Diese Rechtslage begünstigt zum einen die relativ kleine Gruppe der Studierenden, die bereits während des Studiums Einkünfte oberhalb des Grundfreibetrags erzielen. Da Studierende neben einem Vollzeitstudium selten auch noch in größerem Umfang selbständig oder nichtselbständig tätig sein können, sind dies insbesondere Personen, die von ihren Eltern andere Einkunftsquellen (ggfs. über einen Zuwendungsnießbrauch nur zeitweise) übertragen bekommen haben. Die Überschüsse aus diesen Einkunftsquellen (z.B. Bachelor) vermietete Immobilien oder Unternehmensbeteiligungen) können dann um die Kosten des Studiums gemindert werden (bis zum ersten Studienabschluss begrenzt auf 6.000 € pro Jahr).
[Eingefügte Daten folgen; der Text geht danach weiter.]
// Module declarations
mod branch;
mod context;
mod driver;
mod existing;
mod machine;
pub mod operations;
mod options;
mod types;

// Public API re-exports
pub use driver::{drive, summary_line};
pub use machine::{Machine, Step};
pub use operations::{OperationState, OperationStatus, RunObserver};
use std::path::PathBuf;

use crate::config::Config;
use crate::git::WorktreeInfo;

use super::context::WorkflowContext;

/// Facts gathered once when the session starts.
#[derive(Debug, Clone, PartialEq, Eq)]
pub struct Session {
    pub repo_name: String,
    pub main_repo_path: PathBuf,
    /// `None` when the config file is absent or unreadable.
    pub config: Option<Config>,
    pub location: Location,
}

/// Where the command was started.
#[derive(Debug, Clone, PartialEq, Eq)]
pub enum Location {
    /// The main worktree, with the linked worktrees that already exist.
    Main { linked: Vec<WorktreeInfo> },
    /// A linked worktree.
    Linked {
        current: WorktreeInfo,
        default_branch: String,
    },
}

/// Choices offered when started inside a linked worktree.
#[derive(Debug, Clone, Copy, PartialEq, Eq)]
pub enum InsideAction {
    CreateNew,
    ManageCurrent,
}

/// First choice in the main repository when linked worktrees exist.
#[derive(Debug, Clone, PartialEq, Eq)]
pub enum Source {
    Existing(WorktreeInfo),
    New,
}

/// What to do with a worktree or directory that is already there.
#[derive(Debug, Clone, Copy, PartialEq, Eq)]
pub enum ExistingAction {
    Open,
    Delete,
    Replace,
    Cancel,
}

impl ExistingAction {
    pub fn label(self) -> &'static str {
        match self {
            ExistingAction::Open => "Open in editor",
            ExistingAction::Delete => "Delete worktree",
            ExistingAction::Replace => "Replace with a fresh worktree",
            ExistingAction::Cancel => "Cancel",
        }
    }
}

/// A worktree or directory standing where we want to work.
#[derive(Debug, Clone, PartialEq, Eq)]
pub struct ConflictTarget {
    pub path: PathBuf,
    pub branch: Option<String>,
    /// Known to `git worktree list`, so removal must go through git first.
    pub registered: bool,
    /// The main working tree. It can be opened but never removed.
    pub is_main: bool,
}

impl ConflictTarget {
    pub fn from_worktree(info: &WorktreeInfo) -> Self {
        Self {
            path: info.path.clone(),
            branch: info.branch.clone(),
            registered: true,
            is_main: info.is_main,
        }
    }
}

/// The side effects chosen once prompting is over.
#[derive(Debug, Clone)]
pub enum Plan {
    Create(Box<WorkflowContext>),
    Delete(ConflictTarget),
    Open(PathBuf),
}

impl Plan {
    /// Summary line printed when the plan completes.
    pub fn done_message(&self) -> String {
        match self {
            Plan::Create(ctx) => format!("Worktree ready at: {}", ctx.worktree_path.display()),
            Plan::Delete(_) => "Worktree deleted.".to_string(),
            Plan::Open(path) => format!("Opened {}", path.display()),
        }
    }
}
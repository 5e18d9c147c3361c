use serde::{Deserialize, Serialize};
use serde_json::{Map, Value};
use std::collections::BTreeMap;
use std::fs;
use std::path::PathBuf;
use tracing::{debug, info};

const CONFIG_FILE_NAME: &str = ".worktree.json";
const CONFIG_PATH_ENV: &str = "WORKTREE_CONFIG";

/// What to do with untracked `.env*` files when creating a worktree.
#[derive(Debug, Deserialize, Serialize, Clone, Copy, PartialEq, Eq, Default)]
#[serde(rename_all = "lowercase")]
pub enum EnvAction {
    Symlink,
    Copy,
    #[default]
    Nothing,
}

impl EnvAction {
    pub fn as_str(self) -> &'static str {
        match self {
            EnvAction::Symlink => "symlink",
            EnvAction::Copy => "copy",
            EnvAction::Nothing => "nothing",
        }
    }
}

/// Per-repository answers replayed on the next run.
#[derive(Debug, Deserialize, Serialize, Default, Clone, PartialEq, Eq)]
#[serde(rename_all = "camelCase")]
pub struct DefaultValues {
    #[serde(default, skip_serializing_if = "Option::is_none")]
    pub dot_env_action: Option<EnvAction>,
    #[serde(default, skip_serializing_if = "Option::is_none")]
    pub copy_generated_files: Option<bool>,
    #[serde(default, skip_serializing_if = "Option::is_none")]
    pub install_dependencies: Option<bool>,
    #[serde(default, skip_serializing_if = "Option::is_none")]
    pub open_in_editor: Option<bool>,
    #[serde(default, skip_serializing_if = "Option::is_none")]
    pub open_in_terminal: Option<bool>,
}

impl DefaultValues {
    pub fn has_any(&self) -> bool {
        self.dot_env_action.is_some()
            || self.copy_generated_files.is_some()
            || self.install_dependencies.is_some()
            || self.open_in_editor.is_some()
            || self.open_in_terminal.is_some()
    }
}

#[derive(Debug, Deserialize, Serialize, Clone, PartialEq, Eq)]
#[serde(rename_all = "camelCase")]
pub struct RepoConfig {
    pub default_values: DefaultValues,
    #[serde(default, skip_serializing_if = "Option::is_none")]
    pub after_scripts: Option<Vec<String>>,
}

/// Contents of `~/.worktree.json`.
#[derive(Debug, Deserialize, Serialize, Default, Clone, PartialEq, Eq)]
#[serde(rename_all = "camelCase")]
pub struct Config {
    /// Terminal to launch instead of the detected one.
    #[serde(default, skip_serializing_if = "Option::is_none")]
    pub terminal: Option<String>,
    #[serde(default, skip_serializing_if = "Option::is_none")]
    pub after_scripts: Option<Vec<String>>,
    #[serde(default, skip_serializing_if = "Option::is_none")]
    pub repositories: Option<BTreeMap<String, RepoConfig>>,
}

impl Config {
    pub fn repo(&self, repo_name: &str) -> Option<&RepoConfig> {
        self.repositories.as_ref()?.get(repo_name)
    }

    /// Saved defaults for `repo_name`, only when at least one field is set.
    pub fn saved_defaults(&self, repo_name: &str) -> Option<&DefaultValues> {
        self.repo(repo_name)
            .map(|r| &r.default_values)
            .filter(|d| d.has_any())
    }

    /// Global scripts followed by the repository's own.
    pub fn after_scripts(&self, repo_name: &str) -> Vec<String> {
        let global = self.after_scripts.iter().flatten();
        let repo = self
            .repo(repo_name)
            .and_then(|r| r.after_scripts.as_ref())
            .into_iter()
            .flatten();
        global.chain(repo).cloned().collect()
    }
}

#[derive(Debug, thiserror::Error)]
pub enum ConfigError {
    #[error("Failed to read config {}: {source}", path.display())]
    Read {
        path: PathBuf,
        source: std::io::Error,
    },
    #[error("Invalid config format in {}: {source}", path.display())]
    Invalid {
        path: PathBuf,
        source: serde_json::Error,
    },
    #[error("Failed to save config {}: {source}", path.display())]
    Write {
        path: PathBuf,
        source: std::io::Error,
    },
}

/// Persistence for saved defaults. Injected so workflows can run against memory.
pub trait ConfigStore: Send + Sync {
    /// `Ok(None)` when no config exists yet.
    fn load(&self) -> Result<Option<Config>, ConfigError>;

    /// Merge `defaults` into the repository's entry, leaving all other data intact.
    fn save_repo_defaults(&self, repo_name: &str, defaults: &DefaultValues)
    -> Result<(), ConfigError>;
}

fn take_object(map: &mut Map<String, Value>, key: &str) -> Map<String, Value> {
    match map.remove(key) {
        Some(Value::Object(inner)) => inner,
        _ => Map::new(),
    }
}

/// Pure merge used by every store. A base that is not a valid config object
/// is replaced by an empty one.
pub fn merge_repo_defaults(base: Option<Value>, repo_name: &str, defaults: &DefaultValues) -> Value {
    let mut root = match base {
        Some(Value::Object(map))
            if serde_json::from_value::<Config>(Value::Object(map.clone())).is_ok() =>
        {
            map
        }
        _ => Map::new(),
    };

    let mut repos = take_object(&mut root, "repositories");
    let mut entry = take_object(&mut repos, repo_name);
    let mut values = take_object(&mut entry, "defaultValues");
    if let Ok(Value::Object(new_values)) = serde_json::to_value(defaults) {
        values.extend(new_values);
    }

    entry.insert("defaultValues".to_string(), Value::Object(values));
    repos.insert(repo_name.to_string(), Value::Object(entry));
    root.insert("repositories".to_string(), Value::Object(repos));
    Value::Object(root)
}

/// JSON file store at `~/.worktree.json`, or `$WORKTREE_CONFIG` when set.
pub struct FileConfigStore {
    path: PathBuf,
}

impl FileConfigStore {
    pub fn new(path: PathBuf) -> Self {
        Self { path }
    }

    pub fn from_env() -> Self {
        if let Ok(custom) = std::env::var(CONFIG_PATH_ENV)
            && !custom.is_empty()
        {
            return Self::new(PathBuf::from(custom));
        }
        let home = home::home_dir().unwrap_or_else(|| PathBuf::from("."));
        Self::new(home.join(CONFIG_FILE_NAME))
    }

    fn read_raw(&self) -> Result<Option<String>, ConfigError> {
        match fs::read_to_string(&self.path) {
            Ok(s) => Ok(Some(s)),
            Err(e) if e.kind() == std::io::ErrorKind::NotFound => Ok(None),
            Err(source) => Err(ConfigError::Read {
                path: self.path.clone(),
                source,
            }),
        }
    }
}

impl ConfigStore for FileConfigStore {
    fn load(&self) -> Result<Option<Config>, ConfigError> {
        let Some(raw) = self.read_raw()? else {
            debug!(path = %self.path.display(), "config:absent");
            return Ok(None);
        };
        let config = serde_json::from_str(&raw).map_err(|source| ConfigError::Invalid {
            path: self.path.clone(),
            source,
        })?;
        debug!(path = %self.path.display(), "config:loaded");
        Ok(Some(config))
    }

    fn save_repo_defaults(
        &self,
        repo_name: &str,
        defaults: &DefaultValues,
    ) -> Result<(), ConfigError> {
        // Unreadable or corrupted files are overwritten with a fresh config.
        let base = self
            .read_raw()
            .ok()
            .flatten()
            .and_then(|raw| serde_json::from_str::<Value>(&raw).ok());
        let merged = merge_repo_defaults(base, repo_name, defaults);

        let write_err = |source| ConfigError::Write {
            path: self.path.clone(),
            source,
        };
        if let Some(parent) = self.path.parent()
            && !parent.as_os_str().is_empty()
        {
            fs::create_dir_all(parent).map_err(write_err)?;
        }
        let body = serde_json::to_string_pretty(&merged).map_err(|source| ConfigError::Invalid {
            path: self.path.clone(),
            source,
        })?;
        fs::write(&self.path, body).map_err(write_err)?;
        info!(repo = repo_name, path = %self.path.display(), "config:saved");
        Ok(())
    }
}

/// In-memory store for workflow tests.
#[cfg(test)]
#[derive(Default)]
pub struct MemoryConfigStore {
    pub value: std::sync::Mutex<Option<Value>>,
    pub saves: std::sync::Mutex<Vec<(String, DefaultValues)>>,
}

#[cfg(test)]
impl MemoryConfigStore {
    pub fn with_config(config: &Config) -> Self {
        Self {
            value: std::sync::Mutex::new(Some(serde_json::to_value(config).unwrap())),
            saves: Default::default(),
        }
    }
}

#[cfg(test)]
impl ConfigStore for MemoryConfigStore {
    fn load(&self) -> Result<Option<Config>, ConfigError> {
        let value = self.value.lock().unwrap().clone();
        Ok(value.map(|v| serde_json::from_value(v).unwrap()))
    }

    fn save_repo_defaults(
        &self,
        repo_name: &str,
        defaults: &DefaultValues,
    ) -> Result<(), ConfigError> {
        let mut value = self.value.lock().unwrap();
        *value = Some(merge_repo_defaults(value.take(), repo_name, defaults));
        self.saves
            .lock()
            .unwrap()
            .push((repo_name.to_string(), defaults.clone()));
        Ok(())
    }
}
Zum anderen profitieren Studierende, die nach einem Bachelorstudium noch einen oder mehrere Masterstudiengänge und/oder eine Promotion abschließen. Wenn sie während dieser Zeit keine eigenen Einkünfte erzielen (insbesondere, weil sie von ihren Eltern finanziell unterstützt werden), werden die Kosten vorgetragen und führen zu einer Steuererstattung nach dem Berufseinstieg.

Wegen des progressiven Einkommensteuertarifs gilt für beide begünstigten Gruppen: Je höher die erzielten Einkünfte sind, desto höher fällt auch die prozentuale Beteiligung der Allgemeinheit an den Studienkosten in Form einer Steuererstattung aus. Studierende, die ihr Studium durch (regelmäßig vergleichsweise niedrige) Einkünfte aus einer nichtselbständigen Nebentätigkeit, BAFöG-Leistungen oder Stipendien finanzieren, zahlen hingegen in der Regel während des Studiums ohnehin keine Steuern, sodass der für die Kosten der Erstausbildung gewährte Sonderausgabenabzug regelmäßig ins Leere läuft. Ein Vortrag der Kosten in die Zeit nach Abschluss des Studiums ist nicht möglich. Während des Zweitstudiums zehren niedrige Einkünfte aus nichtselbständiger Arbeit (außerhalb eines Minijobs) die vortragsfähigen Aufwendungen auf, ohne dass sich ein Steuervorteil ergibt. Das Steuerrecht begünstigt damit de lege lata vor allem Kinder aus wohlhabenderen Familien und trägt damit zur fehlenden Chancengleichheit bei der tertiären Bildung bei.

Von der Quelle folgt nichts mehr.